Verbatim output required. Print the data in full.

(Stored items)
►
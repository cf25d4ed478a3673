//! Client configuration.

use crate::error::Result;
use serde::{Deserialize, Serialize};
use std::time::Duration;

fn default_base_url() -> String {
    "http://127.0.0.1:5000".to_string()
}

fn default_poll_interval_ms() -> u64 {
    4000
}

fn default_cancel_poll_interval_ms() -> u64 {
    2000
}

fn default_resume_cooldown_ms() -> u64 {
    8000
}

fn default_watchdog_interval_ms() -> u64 {
    30_000
}

fn default_request_timeout_ms() -> u64 {
    30_000
}

/// Tunables for the flow controller and its gateway.
///
/// All fields have defaults, so an empty TOML document is a valid
/// configuration.
#[derive(Deserialize, Serialize, Debug, Clone, PartialEq, Eq)]
pub struct FlowdeckConfig {
    /// Base URL of the backend API.
    #[serde(default = "default_base_url")]
    pub base_url: String,
    /// Cadence of the normal status poll.
    #[serde(default = "default_poll_interval_ms")]
    pub poll_interval_ms: u64,
    /// Cadence of the dedicated cancellation confirmation poll.
    #[serde(default = "default_cancel_poll_interval_ms")]
    pub cancel_poll_interval_ms: u64,
    /// Suppression window after a resume, guarding against re-detecting
    /// the checkpoint that was just answered. Tunable, not a correctness
    /// mechanism.
    #[serde(default = "default_resume_cooldown_ms")]
    pub resume_cooldown_ms: u64,
    /// Cadence of the watchdog that restarts a silently-dead poll loop.
    #[serde(default = "default_watchdog_interval_ms")]
    pub watchdog_interval_ms: u64,
    /// Upper bound on any single gateway request.
    #[serde(default = "default_request_timeout_ms")]
    pub request_timeout_ms: u64,
}

impl Default for FlowdeckConfig {
    fn default() -> Self {
        Self {
            base_url: default_base_url(),
            poll_interval_ms: default_poll_interval_ms(),
            cancel_poll_interval_ms: default_cancel_poll_interval_ms(),
            resume_cooldown_ms: default_resume_cooldown_ms(),
            watchdog_interval_ms: default_watchdog_interval_ms(),
            request_timeout_ms: default_request_timeout_ms(),
        }
    }
}

impl FlowdeckConfig {
    /// Parses a configuration from a TOML document.
    pub fn from_toml_str(input: &str) -> Result<Self> {
        Ok(toml::from_str(input)?)
    }

    pub fn poll_interval(&self) -> Duration {
        Duration::from_millis(self.poll_interval_ms)
    }

    pub fn cancel_poll_interval(&self) -> Duration {
        Duration::from_millis(self.cancel_poll_interval_ms)
    }

    pub fn resume_cooldown(&self) -> Duration {
        Duration::from_millis(self.resume_cooldown_ms)
    }

    pub fn watchdog_interval(&self) -> Duration {
        Duration::from_millis(self.watchdog_interval_ms)
    }

    pub fn request_timeout(&self) -> Duration {
        Duration::from_millis(self.request_timeout_ms)
    }
}

#[cfg(test)]
mod tests {
    use super::*;

    #[test]
    fn test_empty_document_yields_defaults() {
        let config = FlowdeckConfig::from_toml_str("").unwrap();
        assert_eq!(config, FlowdeckConfig::default());
        assert_eq!(config.poll_interval(), Duration::from_millis(4000));
    }

    #[test]
    fn test_partial_override() {
        let config =
            FlowdeckConfig::from_toml_str("base_url = \"http://10.0.0.2:8080\"\npoll_interval_ms = 3000\n")
                .unwrap();
        assert_eq!(config.base_url, "http://10.0.0.2:8080");
        assert_eq!(config.poll_interval_ms, 3000);
        assert_eq!(config.cancel_poll_interval_ms, 2000);
    }
}
//! File-backed repository implementations for Flowdeck.
//!
//! Both stores are best-effort: absence or corruption of the backing
//! files degrades to defaults, never to a crash.

mod conversation_store;
mod state_store;

pub use conversation_store::JsonConversationRepository;
pub use state_store::JsonStateRepository;
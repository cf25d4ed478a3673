//! Conversation session management.
//!
//! Owns the durable collection of chat sessions against the remote
//! process's question-answering endpoint. Fully independent of the flow
//! lifecycle: sessions work the same whether or not a flow is running.

use flowdeck_core::FlowGateway;
use flowdeck_core::conversation::{
    ChatMessage, ConversationCollection, ConversationRepository, ConversationSession,
};
use flowdeck_core::error::{FlowdeckError, Result};
use std::sync::Arc;
use tokio::sync::RwLock;

/// Manages multiple conversation sessions and their persistence.
///
/// `ConversationService` is responsible for:
/// - Creating, switching and deleting sessions
/// - Sending questions that carry the whole session transcript
/// - Persisting the full collection after every mutation
pub struct ConversationService<G> {
    gateway: Arc<G>,
    repository: Arc<dyn ConversationRepository>,
    collection: RwLock<ConversationCollection>,
}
◄
* Answer to this task *
repository cf25d4ed478a3673
//! Client configuration.

use crate::error::Result;
use serde::{Deserialize, Serialize};
use std::time::Duration;

fn default_base_url() -> String {
    "http://127.0.0.1:5000".to_string()
}

fn default_poll_interval_ms() -> u64 {
    4000
}

fn default_cancel_poll_interval_ms() -> u64 {
    2000
}

fn default_resume_cooldown_ms() -> u64 {
    8000
}

fn default_watchdog_interval_ms() -> u64 {
    30_000
}

fn default_request_timeout_ms() -> u64 {
    30_000
}

/// Tunables for the flow controller and its gateway.
///
/// All fields have defaults, so an empty TOML document is a valid
/// configuration.
#[derive(Deserialize, Serialize, Debug, Clone, PartialEq, Eq)]
pub struct FlowdeckConfig {
    /// Base URL of the backend API.
    #[serde(default = "default_base_url")]
    pub base_url: String,
    /// Cadence of the normal status poll.
    #[serde(default = "default_poll_interval_ms")]
    pub poll_interval_ms: u64,
    /// Cadence of the dedicated cancellation confirmation poll.
    #[serde(default = "default_cancel_poll_interval_ms")]
    pub cancel_poll_interval_ms: u64,
    /// Suppression window after a resume, guarding against re-detecting
    /// the checkpoint that was just answered. Tunable, not a correctness
    /// mechanism.
    #[serde(default = "default_resume_cooldown_ms")]
    pub resume_cooldown_ms: u64,
    /// Cadence of the watchdog that restarts a silently-dead poll loop.
    #[serde(default = "default_watchdog_interval_ms")]
    pub watchdog_interval_ms: u64,
    /// Upper bound on any single gateway request.
    #[serde(default = "default_request_timeout_ms")]
    pub request_timeout_ms: u64,
}

impl Default for FlowdeckConfig {
    fn default() -> Self {
        Self {
            base_url: default_base_url(),
            poll_interval_ms: default_poll_interval_ms(),
            cancel_poll_interval_ms: default_cancel_poll_interval_ms(),
            resume_cooldown_ms: default_resume_cooldown_ms(),
            watchdog_interval_ms: default_watchdog_interval_ms(),
            request_timeout_ms: default_request_timeout_ms(),
        }
    }
}

impl FlowdeckConfig {
    /// Parses a configuration from a TOML document.
    pub fn from_toml_str(input: &str) -> Result<Self> {
        Ok(toml::from_str(input)?)
    }

    pub fn poll_interval(&self) -> Duration {
        Duration::from_millis(self.poll_interval_ms)
    }

    pub fn cancel_poll_interval(&self) -> Duration {
        Duration::from_millis(self.cancel_poll_interval_ms)
    }

    pub fn resume_cooldown(&self) -> Duration {
        Duration::from_millis(self.resume_cooldown_ms)
    }

    pub fn watchdog_interval(&self) -> Duration {
        Duration::from_millis(self.watchdog_interval_ms)
    }

    pub fn request_timeout(&self) -> Duration {
        Duration::from_millis(self.request_timeout_ms)
    }
}

#[cfg(test)]
mod tests {
    use super::*;

    #[test]
    fn test_empty_document_yields_defaults() {
        let config = FlowdeckConfig::from_toml_str("").unwrap();
        assert_eq!(config, FlowdeckConfig::default());
        assert_eq!(config.poll_interval(), Duration::from_millis(4000));
    }

    #[test]
    fn test_partial_override() {
        let config =
            FlowdeckConfig::from_toml_str("base_url = \"http://10.0.0.2:8080\"\npoll_interval_ms = 3000\n")
                .unwrap();
        assert_eq!(config.base_url, "http://10.0.0.2:8080");
        assert_eq!(config.poll_interval_ms, 3000);
        assert_eq!(config.cancel_poll_interval_ms, 2000);
    }
}
//! File-backed repository implementations for Flowdeck.
//!
//! Both stores are best-effort: absence or corruption of the backing
//! files degrades to defaults, never to a crash.

mod conversation_store;
mod state_store;

pub use conversation_store::JsonConversationRepository;
pub use state_store::JsonStateRepository;
repository cf25d4ed478a3673
//! Conversation session management.
//!
//! Owns the durable collection of chat sessions against the remote
//! process's question-answering endpoint. Fully independent of the flow
//! lifecycle: sessions work the same whether or not a flow is running.

use flowdeck_core::FlowGateway;
use flowdeck_core::conversation::{
    ChatMessage, ConversationCollection, ConversationRepository, ConversationSession,
};
use flowdeck_core::error::{FlowdeckError, Result};
use std::sync::Arc;
use tokio::sync::RwLock;

/// Manages multiple conversation sessions and their persistence.
///
/// `ConversationService` is responsible for:
/// - Creating, switching and deleting sessions
/// - Sending questions that carry the whole session transcript
/// - Persisting the full collection after every mutation
pub struct ConversationService<G> {
    gateway: Arc<G>,
    repository: Arc<dyn ConversationRepository>,
    collection: RwLock<ConversationCollection>,
}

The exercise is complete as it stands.